# Material shown:
[Start of Attachment]
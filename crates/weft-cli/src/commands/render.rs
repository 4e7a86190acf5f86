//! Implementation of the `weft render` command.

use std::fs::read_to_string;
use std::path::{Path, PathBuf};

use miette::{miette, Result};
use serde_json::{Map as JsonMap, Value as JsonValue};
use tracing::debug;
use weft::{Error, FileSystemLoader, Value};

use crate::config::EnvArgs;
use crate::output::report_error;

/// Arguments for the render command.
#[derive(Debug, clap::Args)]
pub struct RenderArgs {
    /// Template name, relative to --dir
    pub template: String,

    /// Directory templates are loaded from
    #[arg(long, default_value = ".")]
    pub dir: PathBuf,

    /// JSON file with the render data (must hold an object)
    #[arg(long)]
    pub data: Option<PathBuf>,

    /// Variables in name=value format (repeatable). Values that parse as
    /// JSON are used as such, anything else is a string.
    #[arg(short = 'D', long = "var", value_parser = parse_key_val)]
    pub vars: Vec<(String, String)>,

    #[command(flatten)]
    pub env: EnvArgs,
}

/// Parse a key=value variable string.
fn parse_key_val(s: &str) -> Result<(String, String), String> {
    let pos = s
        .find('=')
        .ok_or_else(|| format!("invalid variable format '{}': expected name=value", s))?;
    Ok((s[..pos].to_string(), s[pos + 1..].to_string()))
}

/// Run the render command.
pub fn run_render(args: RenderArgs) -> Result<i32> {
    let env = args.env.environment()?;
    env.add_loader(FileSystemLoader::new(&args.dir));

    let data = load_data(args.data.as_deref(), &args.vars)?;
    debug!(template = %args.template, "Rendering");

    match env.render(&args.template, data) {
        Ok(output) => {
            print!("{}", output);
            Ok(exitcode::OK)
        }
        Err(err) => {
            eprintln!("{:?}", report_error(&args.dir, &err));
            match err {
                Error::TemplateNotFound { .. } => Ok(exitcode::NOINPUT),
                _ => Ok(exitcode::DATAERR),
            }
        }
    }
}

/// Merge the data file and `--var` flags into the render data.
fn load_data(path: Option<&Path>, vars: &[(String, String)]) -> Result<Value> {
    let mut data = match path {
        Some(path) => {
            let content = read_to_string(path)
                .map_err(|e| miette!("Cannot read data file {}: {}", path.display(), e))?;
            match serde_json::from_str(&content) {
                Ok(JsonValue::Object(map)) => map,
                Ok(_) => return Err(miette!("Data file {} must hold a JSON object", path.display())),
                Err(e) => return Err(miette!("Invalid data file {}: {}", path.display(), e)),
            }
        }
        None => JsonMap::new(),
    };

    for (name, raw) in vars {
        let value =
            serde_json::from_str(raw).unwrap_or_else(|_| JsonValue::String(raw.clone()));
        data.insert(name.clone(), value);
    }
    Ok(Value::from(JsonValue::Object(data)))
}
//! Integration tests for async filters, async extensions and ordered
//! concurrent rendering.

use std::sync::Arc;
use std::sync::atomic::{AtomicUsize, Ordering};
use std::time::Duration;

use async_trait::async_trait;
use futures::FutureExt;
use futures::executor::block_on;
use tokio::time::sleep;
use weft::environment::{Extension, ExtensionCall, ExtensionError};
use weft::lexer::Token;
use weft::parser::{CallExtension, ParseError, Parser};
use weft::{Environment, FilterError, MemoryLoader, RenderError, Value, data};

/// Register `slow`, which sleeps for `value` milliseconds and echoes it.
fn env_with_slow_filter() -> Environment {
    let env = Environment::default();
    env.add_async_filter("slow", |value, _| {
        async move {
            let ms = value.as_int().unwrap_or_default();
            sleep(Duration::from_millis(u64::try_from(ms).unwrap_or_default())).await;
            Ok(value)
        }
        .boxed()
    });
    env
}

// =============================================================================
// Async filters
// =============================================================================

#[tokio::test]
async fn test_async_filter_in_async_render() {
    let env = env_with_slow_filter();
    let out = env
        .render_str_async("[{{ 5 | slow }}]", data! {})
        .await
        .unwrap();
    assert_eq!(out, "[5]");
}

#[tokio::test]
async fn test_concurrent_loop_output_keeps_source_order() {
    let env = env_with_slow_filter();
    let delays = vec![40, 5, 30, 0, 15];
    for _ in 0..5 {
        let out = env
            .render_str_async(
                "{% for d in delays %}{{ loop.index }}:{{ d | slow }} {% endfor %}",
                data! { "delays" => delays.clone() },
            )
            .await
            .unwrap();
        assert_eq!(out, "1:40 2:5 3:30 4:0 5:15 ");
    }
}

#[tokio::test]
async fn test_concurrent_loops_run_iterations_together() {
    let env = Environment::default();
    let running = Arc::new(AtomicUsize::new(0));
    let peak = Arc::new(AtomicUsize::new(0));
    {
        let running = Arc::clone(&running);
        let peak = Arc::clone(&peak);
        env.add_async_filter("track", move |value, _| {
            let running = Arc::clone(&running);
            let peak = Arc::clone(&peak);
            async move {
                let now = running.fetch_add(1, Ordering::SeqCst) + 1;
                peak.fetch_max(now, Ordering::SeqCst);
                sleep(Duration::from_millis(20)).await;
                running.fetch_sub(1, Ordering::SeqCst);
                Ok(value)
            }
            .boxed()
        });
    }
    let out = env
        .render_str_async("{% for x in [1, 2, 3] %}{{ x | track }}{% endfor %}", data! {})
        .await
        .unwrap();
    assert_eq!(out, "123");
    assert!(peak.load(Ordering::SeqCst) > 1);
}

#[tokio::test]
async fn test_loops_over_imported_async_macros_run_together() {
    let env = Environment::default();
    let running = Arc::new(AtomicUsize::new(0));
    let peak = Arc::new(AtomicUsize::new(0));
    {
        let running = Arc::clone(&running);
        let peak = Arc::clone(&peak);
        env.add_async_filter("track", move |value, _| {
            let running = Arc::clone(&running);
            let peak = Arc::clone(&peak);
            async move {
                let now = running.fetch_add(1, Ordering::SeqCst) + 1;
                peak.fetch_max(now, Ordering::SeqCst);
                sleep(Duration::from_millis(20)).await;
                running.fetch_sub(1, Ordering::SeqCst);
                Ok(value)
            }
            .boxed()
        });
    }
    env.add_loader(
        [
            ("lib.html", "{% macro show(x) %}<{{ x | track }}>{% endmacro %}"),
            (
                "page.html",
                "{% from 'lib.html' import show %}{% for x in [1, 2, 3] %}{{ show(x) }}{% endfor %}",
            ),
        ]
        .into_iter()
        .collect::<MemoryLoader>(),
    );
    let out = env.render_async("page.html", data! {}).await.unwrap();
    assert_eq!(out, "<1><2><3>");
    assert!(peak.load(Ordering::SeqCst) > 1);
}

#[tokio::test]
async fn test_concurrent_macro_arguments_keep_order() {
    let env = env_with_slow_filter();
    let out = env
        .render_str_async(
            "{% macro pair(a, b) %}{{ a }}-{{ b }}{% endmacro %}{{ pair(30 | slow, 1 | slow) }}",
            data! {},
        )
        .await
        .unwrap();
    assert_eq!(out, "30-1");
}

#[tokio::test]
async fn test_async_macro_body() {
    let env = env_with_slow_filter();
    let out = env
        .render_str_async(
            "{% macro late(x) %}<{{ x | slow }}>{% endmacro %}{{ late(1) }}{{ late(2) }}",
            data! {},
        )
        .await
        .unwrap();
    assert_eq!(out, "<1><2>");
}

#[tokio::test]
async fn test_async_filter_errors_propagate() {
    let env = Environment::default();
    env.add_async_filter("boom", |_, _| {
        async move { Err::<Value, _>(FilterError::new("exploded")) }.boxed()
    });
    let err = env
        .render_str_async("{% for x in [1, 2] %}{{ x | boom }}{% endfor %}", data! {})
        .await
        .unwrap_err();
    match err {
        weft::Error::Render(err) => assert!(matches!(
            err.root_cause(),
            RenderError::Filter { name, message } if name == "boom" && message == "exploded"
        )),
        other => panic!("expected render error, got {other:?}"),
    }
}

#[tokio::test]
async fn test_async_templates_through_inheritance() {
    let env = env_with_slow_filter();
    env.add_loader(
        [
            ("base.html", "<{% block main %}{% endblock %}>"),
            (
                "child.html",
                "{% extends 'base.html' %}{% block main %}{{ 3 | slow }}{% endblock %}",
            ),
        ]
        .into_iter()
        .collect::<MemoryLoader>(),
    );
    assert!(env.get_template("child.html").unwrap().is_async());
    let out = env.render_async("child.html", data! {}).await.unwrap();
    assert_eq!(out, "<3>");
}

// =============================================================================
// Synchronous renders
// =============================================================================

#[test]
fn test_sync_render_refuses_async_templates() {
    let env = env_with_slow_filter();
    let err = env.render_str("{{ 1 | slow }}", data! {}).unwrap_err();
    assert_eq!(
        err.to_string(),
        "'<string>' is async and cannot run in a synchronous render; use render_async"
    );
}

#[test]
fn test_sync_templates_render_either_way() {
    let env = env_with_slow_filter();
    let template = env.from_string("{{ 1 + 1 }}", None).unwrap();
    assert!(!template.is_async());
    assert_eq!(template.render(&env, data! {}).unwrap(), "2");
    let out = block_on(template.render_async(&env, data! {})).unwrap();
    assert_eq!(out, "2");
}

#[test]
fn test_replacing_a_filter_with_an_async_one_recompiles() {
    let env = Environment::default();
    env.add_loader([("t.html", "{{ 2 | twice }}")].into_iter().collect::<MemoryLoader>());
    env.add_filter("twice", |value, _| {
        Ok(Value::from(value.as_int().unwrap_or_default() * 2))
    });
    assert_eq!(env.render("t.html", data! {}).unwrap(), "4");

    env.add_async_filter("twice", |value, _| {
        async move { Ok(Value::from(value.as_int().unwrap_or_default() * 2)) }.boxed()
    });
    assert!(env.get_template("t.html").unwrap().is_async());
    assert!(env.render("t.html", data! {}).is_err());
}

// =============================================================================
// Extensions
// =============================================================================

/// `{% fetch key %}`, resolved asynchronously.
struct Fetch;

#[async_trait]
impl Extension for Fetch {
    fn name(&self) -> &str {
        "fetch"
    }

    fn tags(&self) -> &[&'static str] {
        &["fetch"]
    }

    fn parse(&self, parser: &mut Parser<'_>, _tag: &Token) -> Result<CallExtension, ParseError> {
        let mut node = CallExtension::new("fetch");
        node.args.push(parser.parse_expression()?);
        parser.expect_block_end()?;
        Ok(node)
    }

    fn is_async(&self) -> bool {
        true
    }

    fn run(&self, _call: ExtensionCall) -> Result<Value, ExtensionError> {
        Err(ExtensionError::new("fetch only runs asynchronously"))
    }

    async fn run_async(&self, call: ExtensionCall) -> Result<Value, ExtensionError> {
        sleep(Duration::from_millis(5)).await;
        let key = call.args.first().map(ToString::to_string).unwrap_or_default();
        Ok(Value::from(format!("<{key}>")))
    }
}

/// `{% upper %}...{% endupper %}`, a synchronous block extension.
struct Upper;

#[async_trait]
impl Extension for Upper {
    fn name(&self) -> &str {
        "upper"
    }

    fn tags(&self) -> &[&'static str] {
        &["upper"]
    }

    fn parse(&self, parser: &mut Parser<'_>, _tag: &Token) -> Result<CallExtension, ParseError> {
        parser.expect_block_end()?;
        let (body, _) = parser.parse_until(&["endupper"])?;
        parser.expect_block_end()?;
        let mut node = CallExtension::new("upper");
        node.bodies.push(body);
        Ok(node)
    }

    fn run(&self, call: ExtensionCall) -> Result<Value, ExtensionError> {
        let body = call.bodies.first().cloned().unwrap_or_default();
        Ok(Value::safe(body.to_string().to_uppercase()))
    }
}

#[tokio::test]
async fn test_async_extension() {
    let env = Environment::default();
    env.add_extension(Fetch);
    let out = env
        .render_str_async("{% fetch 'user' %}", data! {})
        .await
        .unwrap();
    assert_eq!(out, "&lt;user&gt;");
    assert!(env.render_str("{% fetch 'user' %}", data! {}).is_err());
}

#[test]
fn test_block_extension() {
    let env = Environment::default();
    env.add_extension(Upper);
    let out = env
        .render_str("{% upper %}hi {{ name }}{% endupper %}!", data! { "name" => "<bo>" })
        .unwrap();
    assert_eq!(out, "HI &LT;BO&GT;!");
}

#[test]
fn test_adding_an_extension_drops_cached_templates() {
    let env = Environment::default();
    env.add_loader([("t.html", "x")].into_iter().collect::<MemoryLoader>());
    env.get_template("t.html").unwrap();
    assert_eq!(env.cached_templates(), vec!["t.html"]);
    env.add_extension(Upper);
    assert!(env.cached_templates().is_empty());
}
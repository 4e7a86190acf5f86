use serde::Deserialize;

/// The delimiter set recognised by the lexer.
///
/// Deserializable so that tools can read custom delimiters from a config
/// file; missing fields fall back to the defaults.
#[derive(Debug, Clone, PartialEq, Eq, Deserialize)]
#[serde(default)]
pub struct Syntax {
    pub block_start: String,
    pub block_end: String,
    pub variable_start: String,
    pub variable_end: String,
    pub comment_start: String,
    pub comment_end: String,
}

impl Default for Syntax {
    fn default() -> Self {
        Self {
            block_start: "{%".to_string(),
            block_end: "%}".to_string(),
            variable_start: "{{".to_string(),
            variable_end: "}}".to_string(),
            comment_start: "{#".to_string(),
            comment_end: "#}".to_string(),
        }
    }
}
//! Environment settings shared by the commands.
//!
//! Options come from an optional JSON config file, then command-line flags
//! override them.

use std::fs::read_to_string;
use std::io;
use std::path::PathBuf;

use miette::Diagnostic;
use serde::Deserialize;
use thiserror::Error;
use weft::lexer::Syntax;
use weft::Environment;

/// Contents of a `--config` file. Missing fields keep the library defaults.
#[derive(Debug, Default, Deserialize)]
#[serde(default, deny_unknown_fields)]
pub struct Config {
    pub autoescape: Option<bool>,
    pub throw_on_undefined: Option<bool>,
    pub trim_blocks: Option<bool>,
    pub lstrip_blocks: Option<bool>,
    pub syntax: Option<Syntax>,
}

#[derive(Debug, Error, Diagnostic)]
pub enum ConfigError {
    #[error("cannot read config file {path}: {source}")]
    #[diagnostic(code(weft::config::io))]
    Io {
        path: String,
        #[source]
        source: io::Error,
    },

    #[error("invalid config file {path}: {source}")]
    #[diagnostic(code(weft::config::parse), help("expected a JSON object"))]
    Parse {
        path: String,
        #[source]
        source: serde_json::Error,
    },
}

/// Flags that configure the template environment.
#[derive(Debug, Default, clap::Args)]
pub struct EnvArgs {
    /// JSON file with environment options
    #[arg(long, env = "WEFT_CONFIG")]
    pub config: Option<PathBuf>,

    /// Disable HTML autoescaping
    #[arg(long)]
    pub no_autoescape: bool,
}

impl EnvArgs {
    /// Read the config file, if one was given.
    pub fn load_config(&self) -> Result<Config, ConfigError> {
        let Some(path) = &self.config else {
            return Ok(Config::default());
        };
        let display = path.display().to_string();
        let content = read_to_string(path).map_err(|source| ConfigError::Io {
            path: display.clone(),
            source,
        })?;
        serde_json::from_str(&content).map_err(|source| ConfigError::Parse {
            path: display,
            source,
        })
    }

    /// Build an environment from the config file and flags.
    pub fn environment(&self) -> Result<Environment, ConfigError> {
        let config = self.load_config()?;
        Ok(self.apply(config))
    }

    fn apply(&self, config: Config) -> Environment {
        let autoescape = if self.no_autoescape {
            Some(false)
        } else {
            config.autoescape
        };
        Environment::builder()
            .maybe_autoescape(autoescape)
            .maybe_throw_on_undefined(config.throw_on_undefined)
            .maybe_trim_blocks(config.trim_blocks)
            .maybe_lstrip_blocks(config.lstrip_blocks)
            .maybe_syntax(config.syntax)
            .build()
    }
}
[End of Attachment]
# Description of the task:
Repeat, word for word, the lines above between the line holding "use weft::Environment;" and the line holding "pub enum ConfigError", inclusive; omit everything else.

# Solution to this problem:
use weft::Environment;

/// Contents of a `--config` file. Missing fields keep the library defaults.
#[derive(Debug, Default, Deserialize)]
#[serde(default, deny_unknown_fields)]
pub struct Config {
    pub autoescape: Option<bool>,
    pub throw_on_undefined: Option<bool>,
    pub trim_blocks: Option<bool>,
    pub lstrip_blocks: Option<bool>,
    pub syntax: Option<Syntax>,
}

#[derive(Debug, Error, Diagnostic)]
pub enum ConfigError {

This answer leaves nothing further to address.